I run back inside for a plastic bag, then back to the porch. Tess is watching with one eye. Pepper loiters in the threshold of the front door, growling at the neighbors walking by. I cover the now deformed squash with the Pavilions bag, like a giant pile of dog poo(and equally disgusting), but I can’t get it all. I have to touch the remaining chunk with my bare hands. It’s like liquid.
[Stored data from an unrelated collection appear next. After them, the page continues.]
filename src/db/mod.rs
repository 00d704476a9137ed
use rusqlite::{params, Connection, OptionalExtension, Result as SqlResult};
use serde::Serialize;
use serde_json::Value;
use std::path::PathBuf;

use crate::error::{AppError, AppResult};
use crate::models::{Bill, Design, LedgerEntry};

pub const CATALOG_KEY: &str = "designs";
pub const ADMIN_FLAG_KEY: &str = "is_admin";
pub const CATALOG_VERSION: u32 = 1;

#[derive(Serialize)]
struct CatalogBlob<'a> {
    version: u32,
    designs: &'a [Design],
}

pub struct Database {
    conn: Connection,
}

impl Database {
    pub fn new(db_path: PathBuf) -> SqlResult<Self> {
        let conn = Connection::open(db_path)?;
        Self::with_connection(conn)
    }

    pub fn in_memory() -> SqlResult<Self> {
        Self::with_connection(Connection::open_in_memory()?)
    }

    fn with_connection(conn: Connection) -> SqlResult<Self> {
        conn.execute_batch("PRAGMA foreign_keys = ON;")?;
        let mut db = Database { conn };
        db.run_migrations()?;
        Ok(db)
    }

    fn run_migrations(&mut self) -> SqlResult<()> {
        self.conn.execute_batch(
            "CREATE TABLE IF NOT EXISTS schema_migrations (
                name TEXT PRIMARY KEY,
                applied_at TEXT NOT NULL
            );",
        )?;

        let migrations = vec![
            (
                "001_create_settings.sql",
                include_str!(concat!(
                    env!("CARGO_MANIFEST_DIR"),
                    "/migrations/001_create_settings.sql"
                )),
            ),
            (
                "002_create_bill_ledger.sql",
                include_str!(concat!(
                    env!("CARGO_MANIFEST_DIR"),
                    "/migrations/002_create_bill_ledger.sql"
                )),
            ),
        ];

        for (name, sql) in migrations {
            let applied: Option<String> = self
                .conn
                .query_row(
                    "SELECT name FROM schema_migrations WHERE name = ?1",
                    params![name],
                    |row| row.get(0),
                )
                .optional()?;

            if applied.is_none() {
                let tx = self.conn.transaction()?;
                tx.execute_batch(sql)?;
                tx.execute(
                    "INSERT INTO schema_migrations (name, applied_at) VALUES (?1, datetime('now'))",
                    params![name],
                )?;
                tx.commit()?;
            }
        }

        Ok(())
    }

    pub fn set_setting(&self, key: &str, value: &str) -> SqlResult<()> {
        self.conn.execute(
            "INSERT OR REPLACE INTO settings (key, value, updated_at) VALUES (?1, ?2, datetime('now'))",
            params![key, value],
        )?;
        Ok(())
    }

    pub fn get_setting(&self, key: &str) -> SqlResult<Option<String>> {
        let mut stmt = self.conn.prepare("SELECT value FROM settings WHERE key = ?1")?;
        stmt.query_row(params![key], |row| row.get(0)).optional()
    }

    pub fn delete_setting(&self, key: &str) -> SqlResult<()> {
        self.conn
            .execute("DELETE FROM settings WHERE key = ?1", params![key])?;
        Ok(())
    }

    /// Reads the catalog blob. Accepts the versioned envelope and the older
    /// bare array of designs.
    pub fn load_designs(&self) -> AppResult<Vec<Design>> {
        let raw = match self.get_setting(CATALOG_KEY)? {
            Some(raw) => raw,
            None => return Ok(Vec::new()),
        };

        let value: Value = serde_json::from_str(&raw)?;
        match value {
            Value::Array(_) => Ok(serde_json::from_value(value)?),
            Value::Object(mut envelope) => {
                let version = envelope.get("version").and_then(Value::as_u64).unwrap_or(0);
                if version == 0 || version > u64::from(CATALOG_VERSION) {
                    return Err(AppError::UnsupportedCatalogVersion(version));
                }
                let designs = envelope.remove("designs").unwrap_or(Value::Array(Vec::new()));
                Ok(serde_json::from_value(designs)?)
            }
            _ => Err(AppError::UnsupportedCatalogVersion(0)),
        }
    }

    pub fn save_designs(&self, designs: &[Design]) -> AppResult<()> {
        let blob = serde_json::to_string(&CatalogBlob {
            version: CATALOG_VERSION,
            designs,
        })?;
        self.set_setting(CATALOG_KEY, &blob)?;
        Ok(())
    }

    pub fn append_bill(&self, bill: &Bill, saved_at: &str) -> AppResult<()> {
        let payload = serde_json::to_string(bill)?;
        self.conn.execute(
            "INSERT INTO bill_ledger (bill_number, customer_name, bill_date, total, payload, saved_at)
             VALUES (?1, ?2, ?3, ?4, ?5, ?6)",
            params![
                bill.bill_number(),
                bill.customer_name(),
                bill.date(),
                bill.total(),
                payload,
                saved_at
            ],
        )?;
        Ok(())
    }

    /// Highest `BILL-<millis>` number in the ledger.
    pub fn latest_bill_millis(&self) -> AppResult<Option<i64>> {
        let latest = self.conn.query_row(
            "SELECT MAX(CAST(SUBSTR(bill_number, 6) AS INTEGER)) FROM bill_ledger
             WHERE bill_number LIKE 'BILL-%'",
            [],
            |row| row.get::<_, Option<i64>>(0),
        )?;
        Ok(latest)
    }

    pub fn get_ledger(&self) -> AppResult<Vec<LedgerEntry>> {
        let mut stmt = self.conn.prepare(
            "SELECT payload, saved_at FROM bill_ledger ORDER BY saved_at ASC, rowid ASC",
        )?;

        let rows = stmt
            .query_map([], |row| Ok((row.get::<_, String>(0)?, row.get::<_, String>(1)?)))?
            .collect::<SqlResult<Vec<_>>>()?;

        rows.into_iter()
            .map(|(payload, saved_at)| {
                let mut bill: Bill = serde_json::from_str(&payload)?;
                bill.recompute();
                Ok(LedgerEntry { bill, saved_at })
            })
            .collect()
    }
}
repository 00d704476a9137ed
fn main() {
    #[cfg(feature = "desktop")]
    tauri_build::build();
}
use std::path::PathBuf;
use std::sync::{Arc, Mutex, MutexGuard};
use std::time::Duration;
use tracing::info;

use crate::db::Database;
use crate::error::{AppError, AppResult};
use crate::models::{Bill, DesignDraft, DesignListing, ItemField, LedgerEntry, SessionInfo, Settings};
use crate::services::access::{AccessGate, Session};
use crate::services::billing::BillingEngine;
use crate::services::catalog::DesignCatalog;
use crate::services::export::{export_bill, BillRenderer};
use crate::services::recognizer::{recognize_design_number, RecognitionFlag, TextRecognizer, UploadedImage};

pub struct AppState {
    pub db: Arc<Mutex<Database>>,
    pub settings: Arc<Mutex<Settings>>,
    gate: Mutex<AccessGate>,
    catalog: Mutex<DesignCatalog>,
    billing: Mutex<BillingEngine>,
    recognizer: Arc<dyn TextRecognizer>,
    renderer: Arc<dyn BillRenderer>,
    recognition: RecognitionFlag,
    default_export_dir: PathBuf,
}

// Lock order: gate, catalog, billing, settings, db.
fn lock<'a, T>(mutex: &'a Mutex<T>, name: &'static str) -> AppResult<MutexGuard<'a, T>> {
    mutex.lock().map_err(|_| AppError::Lock(name))
}

impl AppState {
    pub fn new(
        db: Database,
        recognizer: Arc<dyn TextRecognizer>,
        renderer: Arc<dyn BillRenderer>,
        default_export_dir: PathBuf,
    ) -> AppResult<Self> {
        let settings = load_settings(&db)?;
        let gate = AccessGate::load(&db)?;
        let catalog = DesignCatalog::load(&db)?;
        let mut billing = BillingEngine::new(settings.default_gst_percentage);
        if let Some(latest) = db.latest_bill_millis()? {
            billing.resume_numbering_after(latest);
        }

        Ok(AppState {
            db: Arc::new(Mutex::new(db)),
            settings: Arc::new(Mutex::new(settings)),
            gate: Mutex::new(gate),
            catalog: Mutex::new(catalog),
            billing: Mutex::new(billing),
            recognizer,
            renderer,
            recognition: RecognitionFlag::default(),
            default_export_dir,
        })
    }

    pub fn session(&self) -> AppResult<Session> {
        Ok(lock(&self.gate, "Gate")?.session())
    }

    pub fn session_info(&self) -> AppResult<SessionInfo> {
        Ok(SessionInfo {
            is_admin: self.session()?.is_admin(),
            recognizing: self.recognition.is_busy(),
        })
    }

    pub fn login(&self, passphrase: &str) -> AppResult<Session> {
        let mut gate = lock(&self.gate, "Gate")?;
        let db = lock(&self.db, "DB")?;
        gate.login(&db, passphrase)
    }

    pub fn logout(&self) -> AppResult<Session> {
        let mut gate = lock(&self.gate, "Gate")?;
        let db = lock(&self.db, "DB")?;
        gate.logout(&db)
    }

    pub fn change_passphrase(&self, passphrase: &str) -> AppResult<()> {
        let mut gate = lock(&self.gate, "Gate")?;
        let session = gate.session();
        let db = lock(&self.db, "DB")?;
        gate.change_passphrase(&db, session, passphrase)
    }

    pub fn list_designs(&self, term: &str) -> AppResult<Vec<DesignListing>> {
        let session = self.session()?;
        let catalog = lock(&self.catalog, "Catalog")?;
        Ok(catalog
            .search(term)
            .into_iter()
            .map(|design| DesignListing::from_design(design, session.is_admin()))
            .collect())
    }

    pub fn add_design(&self, draft: DesignDraft) -> AppResult<DesignListing> {
        self.session()?.require_admin()?;
        let mut catalog = lock(&self.catalog, "Catalog")?;
        let db = lock(&self.db, "DB")?;
        let design = catalog.add(&db, draft)?;
        Ok(DesignListing::from_design(&design, true))
    }

    pub fn delete_design(&self, id: &str) -> AppResult<bool> {
        self.session()?.require_admin()?;
        let mut catalog = lock(&self.catalog, "Catalog")?;
        let db = lock(&self.db, "DB")?;
        catalog.remove(&db, id)
    }

    pub async fn recognize_image(&self, image: PathBuf) -> AppResult<String> {
        let timeout = Duration::from_secs(lock(&self.settings, "Settings")?.recognition_timeout_secs);
        let _busy = self.recognition.begin();
        Ok(recognize_design_number(self.recognizer.clone(), image, timeout).await?)
    }

    pub async fn recognize_upload(&self, image_base64: &str) -> AppResult<String> {
        let upload = UploadedImage::from_base64(image_base64)?;
        self.recognize_image(upload.path().to_path_buf()).await
    }

    pub fn current_bill(&self) -> AppResult<Bill> {
        self.session()?.require_admin()?;
        Ok(lock(&self.billing, "Billing")?.draft().clone())
    }

    pub fn add_bill_item(&self) -> AppResult<Bill> {
        self.session()?.require_admin()?;
        Ok(lock(&self.billing, "Billing")?.add_item().clone())
    }

    pub fn update_bill_item(&self, index: usize, field: ItemField, value: &str) -> AppResult<Bill> {
        self.session()?.require_admin()?;
        let catalog = lock(&self.catalog, "Catalog")?;
        let mut billing = lock(&self.billing, "Billing")?;
        Ok(billing.set_item_field(&*catalog, index, field, value)?.clone())
    }

    pub fn remove_bill_item(&self, index: usize) -> AppResult<Bill> {
        self.session()?.require_admin()?;
        Ok(lock(&self.billing, "Billing")?.remove_item(index)?.clone())
    }

    pub fn set_gst_percentage(&self, value: f64) -> AppResult<Bill> {
        self.session()?.require_admin()?;
        Ok(lock(&self.billing, "Billing")?.set_gst_percentage(value)?.clone())
    }

    pub fn set_customer_name(&self, name: &str) -> AppResult<Bill> {
        self.session()?.require_admin()?;
        Ok(lock(&self.billing, "Billing")?.set_customer_name(name).clone())
    }

    pub fn set_bill_date(&self, date: &str) -> AppResult<Bill> {
        self.session()?.require_admin()?;
        Ok(lock(&self.billing, "Billing")?.set_date(date)?.clone())
    }

    pub fn new_bill(&self) -> AppResult<Bill> {
        self.session()?.require_admin()?;
        Ok(lock(&self.billing, "Billing")?.new_draft().clone())
    }

    pub fn save_bill(&self) -> AppResult<Bill> {
        self.session()?.require_admin()?;
        let mut billing = lock(&self.billing, "Billing")?;
        let db = lock(&self.db, "DB")?;
        billing.save_draft(&db)
    }

    pub fn saved_bills(&self) -> AppResult<Vec<Bill>> {
        self.session()?.require_admin()?;
        Ok(lock(&self.billing, "Billing")?.saved_bills().to_vec())
    }

    pub fn ledger(&self) -> AppResult<Vec<LedgerEntry>> {
        self.session()?.require_admin()?;
        lock(&self.db, "DB")?.get_ledger()
    }

    /// Exports the draft as it is right now; later edits do not affect the
    /// file being written.
    pub async fn export_current_bill(&self) -> AppResult<PathBuf> {
        self.session()?.require_admin()?;
        let snapshot = lock(&self.billing, "Billing")?.draft().clone();
        let (folder, timeout) = {
            let settings = lock(&self.settings, "Settings")?;
            let folder = settings
                .export_folder
                .clone()
                .map(PathBuf::from)
                .unwrap_or_else(|| self.default_export_dir.clone());
            (folder, Duration::from_secs(settings.export_timeout_secs))
        };
        Ok(export_bill(self.renderer.clone(), snapshot, folder, timeout).await?)
    }

    pub fn get_settings(&self) -> AppResult<Settings> {
        Ok(lock(&self.settings, "Settings")?.clone())
    }

    pub fn update_settings(&self, settings: Settings) -> AppResult<()> {
        self.session()?.require_admin()?;
        validate_settings(&settings)?;
        let mut billing = lock(&self.billing, "Billing")?;
        let mut current = lock(&self.settings, "Settings")?;
        {
            let db = lock(&self.db, "DB")?;
            store_settings(&db, &settings)?;
        }
        billing.set_default_gst_percentage(settings.default_gst_percentage);
        *current = settings;
        info!("Settings updated");
        Ok(())
    }
}

pub fn load_settings(db: &Database) -> AppResult<Settings> {
    let defaults = Settings::default();
    let export_folder = db.get_setting("export_folder")?;
    let ocr_language = db
        .get_setting("ocr_language")?
        .unwrap_or(defaults.ocr_language);
    let default_gst_percentage = db
        .get_setting("default_gst_percentage")?
        .and_then(|value| value.parse::<f64>().ok())
        .filter(|value| value.is_finite() && *value >= 0.0)
        .unwrap_or(defaults.default_gst_percentage);
    let recognition_timeout_secs = db
        .get_setting("recognition_timeout_secs")?
        .and_then(|value| value.parse::<u64>().ok())
        .filter(|value| *value > 0)
        .unwrap_or(defaults.recognition_timeout_secs);
    let export_timeout_secs = db
        .get_setting("export_timeout_secs")?
        .and_then(|value| value.parse::<u64>().ok())
        .filter(|value| *value > 0)
        .unwrap_or(defaults.export_timeout_secs);

    Ok(Settings {
        export_folder,
        ocr_language,
        default_gst_percentage,
        recognition_timeout_secs,
        export_timeout_secs,
    })
}

fn store_settings(db: &Database, settings: &Settings) -> AppResult<()> {
    match settings.export_folder.as_deref().map(str::trim) {
        Some(folder) if !folder.is_empty() => db.set_setting("export_folder", folder)?,
        _ => db.delete_setting("export_folder")?,
    }
    db.set_setting("ocr_language", &settings.ocr_language)?;
    db.set_setting(
        "default_gst_percentage",
        &settings.default_gst_percentage.to_string(),
    )?;
    db.set_setting(
        "recognition_timeout_secs",
        &settings.recognition_timeout_secs.to_string(),
    )?;
    db.set_setting("export_timeout_secs", &settings.export_timeout_secs.to_string())?;
    Ok(())
}

fn validate_settings(settings: &Settings) -> AppResult<()> {
    if !settings.default_gst_percentage.is_finite() || settings.default_gst_percentage < 0.0 {
        return Err(AppError::validation("Default GST percentage must be zero or more"));
    }
    if settings.ocr_language.trim().is_empty() {
        return Err(AppError::validation("OCR language is required"));
    }
    if settings.recognition_timeout_secs == 0 || settings.export_timeout_secs == 0 {
        return Err(AppError::validation("Timeouts must be at least one second"));
    }
    Ok(())
}

#[cfg(test)]
mod tests {
    use super::*;
    use crate::services::export::PdfRenderer;
    use crate::services::recognizer::SheetRecognizer;

    fn state() -> AppState {
        AppState::new(
            Database::in_memory().unwrap(),
            Arc::new(SheetRecognizer::new("eng")),
            Arc::new(PdfRenderer),
            std::env::temp_dir(),
        )
        .unwrap()
    }

    #[test]
    fn settings_default_when_store_is_empty() {
        let db = Database::in_memory().unwrap();
        assert_eq!(load_settings(&db).unwrap(), Settings::default());
    }

    #[test]
    fn settings_round_trip_through_store() {
        let db = Database::in_memory().unwrap();
        let settings = Settings {
            export_folder: Some("/tmp/bills".to_string()),
            ocr_language: "hin".to_string(),
            default_gst_percentage: 12.0,
            recognition_timeout_secs: 5,
            export_timeout_secs: 7,
        };
        store_settings(&db, &settings).unwrap();
        assert_eq!(load_settings(&db).unwrap(), settings);
    }

    #[test]
    fn garbage_settings_fall_back_to_defaults() {
        let db = Database::in_memory().unwrap();
        db.set_setting("default_gst_percentage", "lots").unwrap();
        db.set_setting("export_timeout_secs", "0").unwrap();
        let settings = load_settings(&db).unwrap();
        assert_eq!(settings.default_gst_percentage, 18.0);
        assert_eq!(settings.export_timeout_secs, 30);
    }

    #[test]
    fn guests_cannot_mutate() {
        let state = state();
        assert!(matches!(state.add_bill_item(), Err(AppError::AccessDenied)));
        assert!(matches!(
            state.add_design(DesignDraft::default()),
            Err(AppError::AccessDenied)
        ));
        assert!(matches!(state.delete_design("x"), Err(AppError::AccessDenied)));
        assert!(matches!(
            state.update_settings(Settings::default()),
            Err(AppError::AccessDenied)
        ));
        assert!(state.list_designs("").unwrap().is_empty());
    }

    #[test]
    fn settings_update_changes_default_rate_for_next_draft() {
        let state = state();
        state.login("admin123").unwrap();
        let mut settings = state.get_settings().unwrap();
        settings.default_gst_percentage = 5.0;
        state.update_settings(settings).unwrap();

        assert_eq!(state.current_bill().unwrap().gst_percentage(), 18.0);
        assert_eq!(state.new_bill().unwrap().gst_percentage(), 5.0);

        let mut bad = state.get_settings().unwrap();
        bad.export_timeout_secs = 0;
        assert!(matches!(state.update_settings(bad), Err(AppError::Validation(_))));
    }

    #[test]
    fn session_info_reports_admin() {
        let state = state();
        assert!(!state.session_info().unwrap().is_admin);
        state.login("admin123").unwrap();
        let info = state.session_info().unwrap();
        assert!(info.is_admin);
        assert!(!info.recognizing);
        state.logout().unwrap();
        assert!(!state.session_info().unwrap().is_admin);
    }
}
My stomach turns but I make it down the steps.
“Mommy, I puked,” Ronan calls out as I’m running back up the stairs. “And Pepper is eating it.”
“Don’t look,” I say, shoeing Pepper away, thinking, I should let her clean it up so I won’t have to. “Go brush your teeth.” I yell to Ronan.
“See,” he says pointing to his vomit. “Right there.”
Their bags aren’t packed. Tess says her new shoes are too big. I set the alarm. (That always scares the shit out of them. They think the police will come if we don’t get out in 45 seconds. I let them believe this. In fact, I probably told them this.)
“The cereal spilled,” Ronan says when he grabs his binder from the table as if the Rice Krispies flung themselves all over the floor.
“What?” I cry.
“Don’t worry, Pepper’s got it,” he says.
Beep, beep, beep – and we’re out the door.